* Problem details
Every line of the entries with the word "SectionBuilder" in it should be shown.

• • • • • • •

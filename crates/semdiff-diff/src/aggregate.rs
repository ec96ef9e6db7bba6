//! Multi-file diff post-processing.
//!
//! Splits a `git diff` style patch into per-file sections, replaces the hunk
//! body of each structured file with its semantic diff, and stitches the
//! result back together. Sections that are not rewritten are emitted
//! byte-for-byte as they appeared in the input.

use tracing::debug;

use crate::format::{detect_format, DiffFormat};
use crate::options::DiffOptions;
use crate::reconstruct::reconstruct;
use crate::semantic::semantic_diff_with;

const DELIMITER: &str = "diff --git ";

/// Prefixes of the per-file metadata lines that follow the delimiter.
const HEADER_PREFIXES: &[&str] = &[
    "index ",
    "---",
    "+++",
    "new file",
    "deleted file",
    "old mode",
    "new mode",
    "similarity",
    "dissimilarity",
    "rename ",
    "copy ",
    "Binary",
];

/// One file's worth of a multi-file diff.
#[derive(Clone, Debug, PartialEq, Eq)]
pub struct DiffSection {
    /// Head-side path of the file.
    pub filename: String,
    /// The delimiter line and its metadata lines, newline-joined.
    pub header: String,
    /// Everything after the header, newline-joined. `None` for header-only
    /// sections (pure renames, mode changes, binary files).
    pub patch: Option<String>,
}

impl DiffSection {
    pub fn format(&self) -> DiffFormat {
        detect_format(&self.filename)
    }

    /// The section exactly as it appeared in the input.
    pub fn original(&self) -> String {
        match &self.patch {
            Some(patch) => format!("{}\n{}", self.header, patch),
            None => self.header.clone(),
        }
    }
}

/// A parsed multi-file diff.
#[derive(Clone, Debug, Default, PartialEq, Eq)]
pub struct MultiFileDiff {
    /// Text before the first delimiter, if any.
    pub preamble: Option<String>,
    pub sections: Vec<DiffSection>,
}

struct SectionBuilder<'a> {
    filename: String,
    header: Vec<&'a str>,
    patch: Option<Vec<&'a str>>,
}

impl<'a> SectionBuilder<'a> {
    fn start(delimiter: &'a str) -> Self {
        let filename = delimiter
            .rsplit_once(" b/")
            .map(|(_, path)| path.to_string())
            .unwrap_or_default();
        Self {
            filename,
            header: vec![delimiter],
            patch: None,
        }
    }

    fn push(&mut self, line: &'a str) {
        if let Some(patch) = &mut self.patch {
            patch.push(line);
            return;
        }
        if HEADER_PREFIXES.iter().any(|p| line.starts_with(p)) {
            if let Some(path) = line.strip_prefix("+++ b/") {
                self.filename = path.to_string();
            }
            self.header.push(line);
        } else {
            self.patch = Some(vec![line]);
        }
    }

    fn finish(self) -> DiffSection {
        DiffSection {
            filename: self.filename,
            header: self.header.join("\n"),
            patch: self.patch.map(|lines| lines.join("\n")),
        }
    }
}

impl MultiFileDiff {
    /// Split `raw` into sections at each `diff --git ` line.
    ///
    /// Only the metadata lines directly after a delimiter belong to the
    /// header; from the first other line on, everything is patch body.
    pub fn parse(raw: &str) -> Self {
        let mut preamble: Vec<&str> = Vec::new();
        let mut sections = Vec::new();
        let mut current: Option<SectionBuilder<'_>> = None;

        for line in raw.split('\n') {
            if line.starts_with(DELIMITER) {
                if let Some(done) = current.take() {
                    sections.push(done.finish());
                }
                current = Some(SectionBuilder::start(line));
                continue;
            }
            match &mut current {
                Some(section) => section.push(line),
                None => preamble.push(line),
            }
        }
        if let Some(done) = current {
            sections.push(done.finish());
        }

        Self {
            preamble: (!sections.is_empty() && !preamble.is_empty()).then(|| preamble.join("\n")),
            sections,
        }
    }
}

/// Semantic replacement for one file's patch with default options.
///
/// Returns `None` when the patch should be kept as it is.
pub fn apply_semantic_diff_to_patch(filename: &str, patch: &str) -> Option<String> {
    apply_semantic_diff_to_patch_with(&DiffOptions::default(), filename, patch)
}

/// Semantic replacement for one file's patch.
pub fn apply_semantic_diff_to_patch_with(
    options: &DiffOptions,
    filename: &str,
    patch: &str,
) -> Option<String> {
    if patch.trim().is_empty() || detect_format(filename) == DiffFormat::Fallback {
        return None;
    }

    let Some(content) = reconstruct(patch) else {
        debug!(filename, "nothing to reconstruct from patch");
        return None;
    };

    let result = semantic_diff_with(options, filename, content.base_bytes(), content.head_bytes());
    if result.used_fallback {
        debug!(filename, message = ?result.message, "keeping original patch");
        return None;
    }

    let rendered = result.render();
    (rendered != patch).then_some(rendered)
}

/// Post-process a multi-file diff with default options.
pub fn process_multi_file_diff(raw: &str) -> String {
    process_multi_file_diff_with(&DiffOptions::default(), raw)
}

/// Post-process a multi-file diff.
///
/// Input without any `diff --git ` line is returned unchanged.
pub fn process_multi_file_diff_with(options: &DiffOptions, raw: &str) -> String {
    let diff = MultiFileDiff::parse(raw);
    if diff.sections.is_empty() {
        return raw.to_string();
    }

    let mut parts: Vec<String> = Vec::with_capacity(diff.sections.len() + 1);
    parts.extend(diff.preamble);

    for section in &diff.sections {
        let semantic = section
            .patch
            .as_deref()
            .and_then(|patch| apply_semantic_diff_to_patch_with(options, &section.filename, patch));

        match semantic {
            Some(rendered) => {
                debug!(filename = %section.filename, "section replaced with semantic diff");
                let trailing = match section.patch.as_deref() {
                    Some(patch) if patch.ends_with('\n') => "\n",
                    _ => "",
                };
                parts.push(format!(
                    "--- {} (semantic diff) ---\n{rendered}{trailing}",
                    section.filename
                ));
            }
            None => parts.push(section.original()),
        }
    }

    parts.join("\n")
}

• • • • • • •

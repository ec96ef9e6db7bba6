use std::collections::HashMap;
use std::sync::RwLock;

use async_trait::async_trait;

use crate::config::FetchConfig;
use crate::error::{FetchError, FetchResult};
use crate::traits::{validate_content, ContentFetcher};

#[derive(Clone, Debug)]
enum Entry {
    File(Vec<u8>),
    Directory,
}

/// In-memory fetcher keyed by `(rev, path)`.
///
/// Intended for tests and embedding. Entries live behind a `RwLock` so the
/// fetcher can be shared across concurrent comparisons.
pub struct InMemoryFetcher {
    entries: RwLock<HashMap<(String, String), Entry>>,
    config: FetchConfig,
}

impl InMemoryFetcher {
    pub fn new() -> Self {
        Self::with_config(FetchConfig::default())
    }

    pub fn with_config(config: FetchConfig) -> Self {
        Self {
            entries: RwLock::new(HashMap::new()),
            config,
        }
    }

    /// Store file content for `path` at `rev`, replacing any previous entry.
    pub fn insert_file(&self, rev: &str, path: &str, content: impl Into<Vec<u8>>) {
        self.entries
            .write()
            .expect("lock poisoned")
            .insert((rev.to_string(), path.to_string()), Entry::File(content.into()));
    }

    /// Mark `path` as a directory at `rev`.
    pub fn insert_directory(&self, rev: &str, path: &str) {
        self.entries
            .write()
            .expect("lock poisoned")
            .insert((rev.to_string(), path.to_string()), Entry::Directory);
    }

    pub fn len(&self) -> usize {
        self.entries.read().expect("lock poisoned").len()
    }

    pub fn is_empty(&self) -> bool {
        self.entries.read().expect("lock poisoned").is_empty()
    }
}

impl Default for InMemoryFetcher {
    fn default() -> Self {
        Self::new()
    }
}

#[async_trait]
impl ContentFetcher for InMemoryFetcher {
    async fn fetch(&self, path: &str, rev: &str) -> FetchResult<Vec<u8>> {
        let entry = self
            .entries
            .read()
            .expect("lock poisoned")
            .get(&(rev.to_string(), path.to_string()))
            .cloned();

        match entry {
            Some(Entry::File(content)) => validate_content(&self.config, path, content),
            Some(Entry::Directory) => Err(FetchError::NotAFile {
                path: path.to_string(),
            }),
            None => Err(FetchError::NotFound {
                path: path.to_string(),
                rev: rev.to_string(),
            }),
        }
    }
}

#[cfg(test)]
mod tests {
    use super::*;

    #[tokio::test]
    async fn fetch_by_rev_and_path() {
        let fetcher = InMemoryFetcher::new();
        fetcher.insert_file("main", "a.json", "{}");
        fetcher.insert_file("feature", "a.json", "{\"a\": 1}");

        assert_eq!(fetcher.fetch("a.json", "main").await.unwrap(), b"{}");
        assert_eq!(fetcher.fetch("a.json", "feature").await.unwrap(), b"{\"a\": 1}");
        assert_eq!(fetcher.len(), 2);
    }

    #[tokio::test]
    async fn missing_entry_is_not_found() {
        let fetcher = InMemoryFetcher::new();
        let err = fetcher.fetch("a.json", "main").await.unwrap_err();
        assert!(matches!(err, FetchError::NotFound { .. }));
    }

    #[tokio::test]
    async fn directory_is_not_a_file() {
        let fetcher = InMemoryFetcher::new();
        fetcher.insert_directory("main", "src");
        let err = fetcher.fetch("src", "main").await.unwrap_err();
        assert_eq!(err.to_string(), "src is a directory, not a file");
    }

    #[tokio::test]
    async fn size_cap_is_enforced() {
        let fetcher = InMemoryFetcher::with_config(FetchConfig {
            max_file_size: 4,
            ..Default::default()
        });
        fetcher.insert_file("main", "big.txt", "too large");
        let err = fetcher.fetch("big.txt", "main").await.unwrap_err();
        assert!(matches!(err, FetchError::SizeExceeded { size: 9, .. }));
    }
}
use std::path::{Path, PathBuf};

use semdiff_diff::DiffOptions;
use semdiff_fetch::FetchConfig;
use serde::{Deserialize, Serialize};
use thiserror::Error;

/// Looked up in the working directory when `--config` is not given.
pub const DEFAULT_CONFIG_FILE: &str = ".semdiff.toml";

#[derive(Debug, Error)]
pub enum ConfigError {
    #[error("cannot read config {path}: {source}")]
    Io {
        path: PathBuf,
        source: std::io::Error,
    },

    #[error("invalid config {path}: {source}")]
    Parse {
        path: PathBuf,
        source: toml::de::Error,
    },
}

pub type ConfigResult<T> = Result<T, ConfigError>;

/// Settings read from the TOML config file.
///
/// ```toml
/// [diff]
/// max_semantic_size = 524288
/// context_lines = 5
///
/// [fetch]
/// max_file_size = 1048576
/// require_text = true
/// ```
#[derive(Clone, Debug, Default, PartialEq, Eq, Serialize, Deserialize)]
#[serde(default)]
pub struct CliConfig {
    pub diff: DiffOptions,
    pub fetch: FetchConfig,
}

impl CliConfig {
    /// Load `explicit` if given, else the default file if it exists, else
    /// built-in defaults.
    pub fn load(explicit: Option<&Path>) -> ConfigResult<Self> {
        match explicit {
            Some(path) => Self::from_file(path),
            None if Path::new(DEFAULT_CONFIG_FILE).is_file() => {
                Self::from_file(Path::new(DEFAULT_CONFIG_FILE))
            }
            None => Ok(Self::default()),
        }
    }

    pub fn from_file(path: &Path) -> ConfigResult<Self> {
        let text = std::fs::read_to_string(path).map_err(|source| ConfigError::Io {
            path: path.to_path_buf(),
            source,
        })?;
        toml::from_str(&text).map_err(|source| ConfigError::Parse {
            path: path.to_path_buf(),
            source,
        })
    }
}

• • • • • • •

* Solved problem
struct SectionBuilder<'a> {
impl<'a> SectionBuilder<'a> {
        let mut current: Option<SectionBuilder<'_>> = None;
                current = Some(SectionBuilder::start(line));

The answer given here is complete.